INSTRUCTIONS TO FOLLOW
For the data below, restate word for word only the lines from the line containing "recorder is installed" through the line containing "keeping the position.", both ends included.

Saved entries:
━━━━━━

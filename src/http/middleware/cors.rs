//! Per-endpoint CORS headers.
//!
//! # Design Decisions
//! - `origin: None` disables CORS for the endpoint: requests pass through untouched
//! - Preflight requests are answered here with 204 and never reach the handler

use std::sync::Arc;

use axum::{
    body::Body,
    http::{header, HeaderValue, Method, Request, StatusCode},
    middleware::Next,
    response::Response,
};

use super::MiddlewareRef;

#[derive(Debug, Clone)]
pub struct CorsOptions {
    /// Allowed origin (`"*"` or an exact origin). `None` disables CORS.
    pub origin: Option<String>,
    pub methods: String,
    pub headers: String,
}

impl CorsOptions {
    pub fn disabled() -> Self {
        Self {
            origin: None,
            ..Self::default()
        }
    }

    pub fn allow_origin(origin: impl Into<String>) -> Self {
        Self {
            origin: Some(origin.into()),
            ..Self::default()
        }
    }
}

impl Default for CorsOptions {
    fn default() -> Self {
        Self {
            origin: Some("*".to_string()),
            methods: "GET,HEAD,PUT,PATCH,POST,DELETE".to_string(),
            headers: "X-Requested-With,Content-Type,Authorization".to_string(),
        }
    }
}

pub fn cors(options: CorsOptions) -> MiddlewareRef {
    let options = Arc::new(options);
    MiddlewareRef::new("cors", move |request: Request<Body>, next: Next| {
        let options = options.clone();
        async move { apply_cors(&options, request, next).await }
    })
}

async fn apply_cors(options: &CorsOptions, request: Request<Body>, next: Next) -> Response {
    let Some(origin) = options.origin.as_deref() else {
        return next.run(request).await;
    };
    let allow_origin = match HeaderValue::from_str(origin) {
        Ok(v) => v,
        Err(_) => {
            tracing::warn!(origin = %origin, "Ignoring CORS origin that is not a valid header value");
            return next.run(request).await;
        }
    };

    let is_preflight = request.method() == Method::OPTIONS
        && request
            .headers()
            .contains_key(header::ACCESS_CONTROL_REQUEST_METHOD);

    let mut response = if is_preflight {
        let mut response = Response::new(Body::empty());
        *response.status_mut() = StatusCode::NO_CONTENT;
        let headers = response.headers_mut();
        if let Ok(v) = HeaderValue::from_str(&options.methods) {
            headers.insert(header::ACCESS_CONTROL_ALLOW_METHODS, v);
        }
        if let Ok(v) = HeaderValue::from_str(&options.headers) {
            headers.insert(header::ACCESS_CONTROL_ALLOW_HEADERS, v);
        }
        response
    } else {
        next.run(request).await
    };

    response
        .headers_mut()
        .insert(header::ACCESS_CONTROL_ALLOW_ORIGIN, allow_origin);
    response
}
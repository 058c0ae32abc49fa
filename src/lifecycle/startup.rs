//! Startup orchestration.
//!
//! # Responsibilities
//! - Open the station store
//! - Run the declaration pass over every controller
//! - Materialize routes once and wrap them in the HTTP server
//!
//! # Design Decisions
//! - Declaration errors and routes the router refuses are logged and tolerated
//!   unless `strict_routes` is set
//! - Nothing here binds a socket; the caller owns the listener

use std::path::Path;
use std::sync::Arc;

use thiserror::Error;

use crate::api::{DataAccess, ReadingsController, StationsController};
use crate::config::{AppConfig, StoreConfig};
use crate::health::{HealthController, HealthValidator, StoreHealthCheck};
use crate::http::HttpServer;
use crate::routing::{AxumRouteSink, Declarations, InstalledRoute, RegistrationError, Registry};
use crate::store::{MemoryStore, StationStore, StoreError};

#[derive(Debug, Error)]
pub enum StartupError {
    #[error("{} route registration(s) failed and strict_routes is enabled", .0.len())]
    Registration(Vec<RegistrationError>),

    #[error("route materialization failed: {0}")]
    Materialize(#[from] RegistrationError),

    #[error("store initialization failed: {0}")]
    Store(#[from] StoreError),
}

/// A fully wired service, ready to be served.
pub struct Application {
    pub server: HttpServer,
    pub routes: Vec<InstalledRoute>,
    /// Declaration failures and refused routes tolerated during startup.
    pub registration_errors: Vec<RegistrationError>,
}

/// Open the configured store: the seed file when set, else an empty store.
pub async fn open_store(config: &StoreConfig) -> Result<Arc<dyn StationStore>, StartupError> {
    match &config.seed_path {
        Some(path) => Ok(Arc::new(MemoryStore::from_seed_file(Path::new(path)).await?)),
        None => {
            tracing::warn!("No seed file configured; serving an empty store");
            Ok(Arc::new(MemoryStore::default()))
        }
    }
}

/// Declare the health, stations and readings controllers and assemble the server.
pub fn build_application(config: &AppConfig, store: Arc<dyn StationStore>) -> Result<Application, StartupError> {
    let access = DataAccess {
        api_key: config.auth.api_key.clone(),
    };

    let store_check: Arc<dyn HealthValidator> = Arc::new(StoreHealthCheck::new(store.clone()));

    let mut decls = Declarations::new(Registry::new());
    decls.register(&HealthController::new(vec![store_check]));
    decls.register(&StationsController::new(store.clone(), access.clone()));
    decls.register(&ReadingsController::new(store, access));

    assemble(decls, config)
}

/// Finish a declaration pass, materialize its routes and wrap them in the server.
pub fn assemble(decls: Declarations, config: &AppConfig) -> Result<Application, StartupError> {
    let (mut registry, mut errors) = decls.finish();

    if !errors.is_empty() {
        for err in &errors {
            tracing::error!(error = %err, "Route declaration error");
        }
        if config.server.strict_routes {
            return Err(StartupError::Registration(errors));
        }
        tracing::warn!(count = errors.len(), "Route initialization completed with errors");
    }

    let mut sink = AxumRouteSink::new();
    let outcome = registry.materialize(&mut sink)?;
    if !outcome.rejected.is_empty() {
        if config.server.strict_routes {
            errors.extend(outcome.rejected);
            return Err(StartupError::Registration(errors));
        }
        tracing::warn!(count = outcome.rejected.len(), "Some routes were not installed");
        errors.extend(outcome.rejected);
    }
    tracing::info!(routes = outcome.routes.len(), "Routes initialized");

    Ok(Application {
        server: HttpServer::new(sink.into_router(), config),
        routes: outcome.routes,
        registration_errors: errors,
    })
}
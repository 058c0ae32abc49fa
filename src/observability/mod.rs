//! Observability subsystem.
//!
//! # Data Flow
//! ```text
//! All subsystems produce:
//!     → logging.rs (structured log events via `tracing`)
//!     → metrics.rs (counters, histograms)
//!
//! Consumers:
//!     → stdout (pretty or JSON) and an optional log file
//!     → Metrics endpoint (Prometheus scrape)
//! ```
//!
//! # Design Decisions
//! - Structured logging (JSON) for machine parsing
//! - Request ID flows through the request span
//! - Metric calls are no-ops until a recorder is installed

pub mod logging;
pub mod metrics;
//! Routing metadata model.
//!
//! Controllers own endpoints; endpoints own their parameter bindings and
//! middleware. Entries are created on first reference and filled in by
//! later declarations, so every field has a usable default.

use std::fmt;

use axum::http::StatusCode;
use indexmap::IndexMap;

use crate::http::handler::HandlerRef;
use crate::http::middleware::MiddlewareRef;

/// HTTP methods an endpoint can be declared with.
#[derive(Debug, Clone, Copy, PartialEq, Eq, Hash)]
pub enum HttpMethod {
    Get,
    Post,
    Put,
    Patch,
    Delete,
    Options,
}

impl HttpMethod {
    pub fn as_str(&self) -> &'static str {
        match self {
            HttpMethod::Get => "GET",
            HttpMethod::Post => "POST",
            HttpMethod::Put => "PUT",
            HttpMethod::Patch => "PATCH",
            HttpMethod::Delete => "DELETE",
            HttpMethod::Options => "OPTIONS",
        }
    }
}

impl fmt::Display for HttpMethod {
    fn fmt(&self, f: &mut fmt::Formatter<'_>) -> fmt::Result {
        f.write_str(self.as_str())
    }
}

/// Where a handler argument is read from.
#[derive(Debug, Clone, Copy, PartialEq, Eq)]
pub enum SourceKind {
    Path,
    Query,
    /// The whole parsed body; the source name is ignored.
    Body,
    Header,
    /// A snapshot of the request itself.
    Request,
    FormField,
    /// The single uploaded file, else all uploaded files.
    Files,
    /// A value placed in `RequestProperties` by middleware, keyed by source name.
    Property,
}

/// One positional argument binding.
#[derive(Debug, Clone, PartialEq, Eq)]
pub struct ParameterEntry {
    pub index: usize,
    pub source: SourceKind,
    /// Key read from the source.
    pub source_name: String,
    /// The handler's own name for the argument.
    pub argument_name: String,
}

impl ParameterEntry {
    /// Binding whose source key defaults to the argument name.
    pub fn new(index: usize, source: SourceKind, argument_name: impl Into<String>) -> Self {
        let argument_name = argument_name.into();
        Self {
            index,
            source,
            source_name: argument_name.clone(),
            argument_name,
        }
    }

    /// Replace the source key, keeping the position.
    pub fn with_source_name(mut self, source_name: impl Into<String>) -> Self {
        self.source_name = source_name.into();
        self
    }
}

/// One method + path bound to a handler.
#[derive(Debug, Clone)]
pub struct EndpointEntry {
    pub name: String,
    pub method: Option<HttpMethod>,
    pub route_suffix: String,
    pub handler: Option<HandlerRef>,
    pub success_status: StatusCode,
    pub success_description: String,
    pub parameters: Vec<ParameterEntry>,
    pub middleware: Vec<MiddlewareRef>,
}

impl EndpointEntry {
    pub fn new(name: impl Into<String>) -> Self {
        Self {
            name: name.into(),
            method: None,
            route_suffix: String::new(),
            handler: None,
            success_status: StatusCode::OK,
            success_description: "OK".to_string(),
            parameters: Vec::new(),
            middleware: Vec::new(),
        }
    }

    pub fn parameter(&self, index: usize) -> Option<&ParameterEntry> {
        self.parameters.iter().find(|p| p.index == index)
    }
}

/// A group of endpoints sharing a route prefix.
#[derive(Debug, Clone)]
pub struct ControllerEntry {
    pub name: String,
    pub route_prefix: String,
    pub endpoints: IndexMap<String, EndpointEntry>,
}

impl ControllerEntry {
    pub fn new(name: impl Into<String>) -> Self {
        Self {
            name: name.into(),
            route_prefix: String::new(),
            endpoints: IndexMap::new(),
        }
    }

    pub fn endpoint(&self, name: &str) -> Option<&EndpointEntry> {
        self.endpoints.get(name)
    }
}
//! `/readings` endpoints.

use std::sync::Arc;

use axum::http::StatusCode;
use chrono::{Duration, Utc};
use serde_json::json;

use crate::api::{query, query_failed, DataAccess};
use crate::http::error::{HandlerError, ValidationErrors};
use crate::http::handler::{Arguments, HandlerRef, Reply};
use crate::routing::declare::{ControllerDecl, ControllerDefinition, EndpointDecl};
use crate::store::{ReadingQuery, StationStore, READING_COLUMNS};

/// Longest range a single query may cover.
pub const MAX_RANGE_DAYS: i64 = 31;

pub const RANGE_TOO_LONG: &str =
    "Invalid date range. Queries cannot exceed 31 days. For bulk queries please download from the Datamart store";

pub struct ReadingsController {
    store: Arc<dyn StationStore>,
    access: DataAccess,
}

impl ReadingsController {
    pub fn new(store: Arc<dyn StationStore>, access: DataAccess) -> Self {
        Self { store, access }
    }

    fn bind_query(endpoint: EndpointDecl<'_>) -> EndpointDecl<'_> {
        endpoint
            .query(0, "page")
            .query(1, "rows")
            .query(2, "bbox")
            .query(3, "start")
            .query(4, "end")
            .query(5, "stations")
            .query(6, "point")
            .query(7, "radius")
            .query(8, "order")
    }
}

impl ControllerDefinition for ReadingsController {
    fn name(&self) -> &str {
        "ReadingsController"
    }

    fn declare(&self, controller: &mut ControllerDecl<'_>) {
        controller.route("readings");

        let store = self.store.clone();
        let endpoint = controller.endpoint("getReadings").get("/").success(200, "OK");
        Self::bind_query(self.access.apply(endpoint)).handler(HandlerRef::new(
            "getReadings",
            move |args: Arguments| list_readings(store.clone(), args, false),
        ));

        let store = self.store.clone();
        let endpoint = controller
            .endpoint("getReadingsDailies")
            .get("/dailies")
            .success(200, "OK");
        Self::bind_query(self.access.apply(endpoint)).handler(HandlerRef::new(
            "getReadingsDailies",
            move |args: Arguments| list_readings(store.clone(), args, true),
        ));
    }
}

async fn list_readings(
    store: Arc<dyn StationStore>,
    args: Arguments,
    dailies_only: bool,
) -> Result<Reply, HandlerError> {
    let now = Utc::now();
    let mut errors = ValidationErrors::new();

    let page = query::page(&args, 0, 1, query::READING_ROWS);
    let start = query::date("start", args.text(3), now - Duration::hours(24), &mut errors);
    let end = query::date("end", args.text(4), now, &mut errors);
    let stations = query::station_list(args.text(5));
    let area = query::area(args.text(2), args.text(6), args.parse(7));
    let order = query::order(args.text(8), READING_COLUMNS, &mut errors);
    errors.into_result()?;

    if end - start > Duration::days(MAX_RANGE_DAYS) {
        return Ok(Reply::explicit(StatusCode::BAD_REQUEST, json!(RANGE_TOO_LONG)));
    }

    let query = ReadingQuery {
        page,
        area,
        start,
        end,
        stations,
        dailies_only,
        order,
    };
    tracing::debug!(
        start = %query.start,
        end = %query.end,
        stations = query.stations.len(),
        dailies_only,
        "Listing readings"
    );

    let endpoint = if dailies_only { "getReadingsDailies" } else { "getReadings" };
    match store.readings(&query).await {
        Ok(result) => Reply::json(&result),
        Err(e) => Ok(query_failed(endpoint, e)),
    }
}

#[cfg(test)]
mod tests {
    use super::*;
    use crate::http::handler::Argument;
    use crate::store::MemoryStore;

    const SEED: &str = r#"{
        "stations": [{"code": "101", "name": "Kamloops", "latitude": 50.67, "longitude": -120.33}],
        "readings": [
            {"station_code": "101", "weather_date": "2024-07-01T12:00:00Z", "temperature": 28.5},
            {"station_code": "101", "weather_date": "2024-07-01T15:00:00Z", "temperature": 30.2}
        ]
    }"#;

    fn store() -> Arc<dyn StationStore> {
        Arc::new(MemoryStore::from_json(SEED).unwrap())
    }

    fn args(start: &str, end: &str) -> Arguments {
        let mut slots = vec![Argument::Null; 9];
        slots[3] = Argument::Text(start.to_string());
        slots[4] = Argument::Text(end.to_string());
        Arguments::new(slots)
    }

    #[tokio::test]
    async fn test_lists_and_filters_dailies() {
        let reply = list_readings(store(), args("2024-07-01", "2024-07-02"), false).await.unwrap();
        let Reply::Value(body) = reply else {
            panic!("expected a plain value");
        };
        assert_eq!(body["rows"], 2000);
        assert_eq!(body["collection"].as_array().unwrap().len(), 2);

        let reply = list_readings(store(), args("2024-07-01", "2024-07-02"), true).await.unwrap();
        let Reply::Value(body) = reply else {
            panic!("expected a plain value");
        };
        assert_eq!(body["collection"].as_array().unwrap().len(), 1);
        assert_eq!(body["collection"][0]["temperature"], 28.5);
    }

    #[tokio::test]
    async fn test_range_limit() {
        let exactly = list_readings(store(), args("2024-07-01", "2024-08-01"), false).await.unwrap();
        assert!(matches!(exactly, Reply::Value(_)));

        let too_long = list_readings(store(), args("2024-07-01", "2024-08-01T00:00:01Z"), false)
            .await
            .unwrap();
        assert_eq!(too_long, Reply::explicit(StatusCode::BAD_REQUEST, json!(RANGE_TOO_LONG)));
    }

    #[tokio::test]
    async fn test_bad_date_is_validation_error() {
        let err = list_readings(store(), args("soon", "2024-07-02"), false).await.unwrap_err();
        let HandlerError::Validation(details) = err else {
            panic!("expected validation failure");
        };
        assert!(details.get("start").is_some());
        assert!(details.get("end").is_none());
    }
}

━━━━━━

WORKED SOLUTION
//! - Metric calls are no-ops until a recorder is installed

pub mod logging;
pub mod metrics;
//! Routing metadata model.
//!
//! Controllers own endpoints; endpoints own their parameter bindings and
//! middleware. Entries are created on first reference and filled in by
//! later declarations, so every field has a usable default.

use std::fmt;

use axum::http::StatusCode;
use indexmap::IndexMap;

use crate::http::handler::HandlerRef;
use crate::http::middleware::MiddlewareRef;

/// HTTP methods an endpoint can be declared with.
#[derive(Debug, Clone, Copy, PartialEq, Eq, Hash)]
pub enum HttpMethod {
    Get,
    Post,
    Put,
    Patch,
    Delete,
    Options,
}

impl HttpMethod {
    pub fn as_str(&self) -> &'static str {
        match self {
            HttpMethod::Get => "GET",
            HttpMethod::Post => "POST",
            HttpMethod::Put => "PUT",
            HttpMethod::Patch => "PATCH",
            HttpMethod::Delete => "DELETE",
            HttpMethod::Options => "OPTIONS",
        }
    }
}

impl fmt::Display for HttpMethod {
    fn fmt(&self, f: &mut fmt::Formatter<'_>) -> fmt::Result {
        f.write_str(self.as_str())
    }
}

/// Where a handler argument is read from.
#[derive(Debug, Clone, Copy, PartialEq, Eq)]
pub enum SourceKind {
    Path,
    Query,
    /// The whole parsed body; the source name is ignored.
    Body,
    Header,
    /// A snapshot of the request itself.
    Request,
    FormField,
    /// The single uploaded file, else all uploaded files.
    Files,
    /// A value placed in `RequestProperties` by middleware, keyed by source name.
    Property,
}

/// One positional argument binding.
#[derive(Debug, Clone, PartialEq, Eq)]
pub struct ParameterEntry {
    pub index: usize,
    pub source: SourceKind,
    /// Key read from the source.
    pub source_name: String,
    /// The handler's own name for the argument.
    pub argument_name: String,
}

impl ParameterEntry {
    /// Binding whose source key defaults to the argument name.
    pub fn new(index: usize, source: SourceKind, argument_name: impl Into<String>) -> Self {
        let argument_name = argument_name.into();
        Self {
            index,
            source,
            source_name: argument_name.clone(),
            argument_name,
        }
    }

    /// Replace the source key, keeping the position.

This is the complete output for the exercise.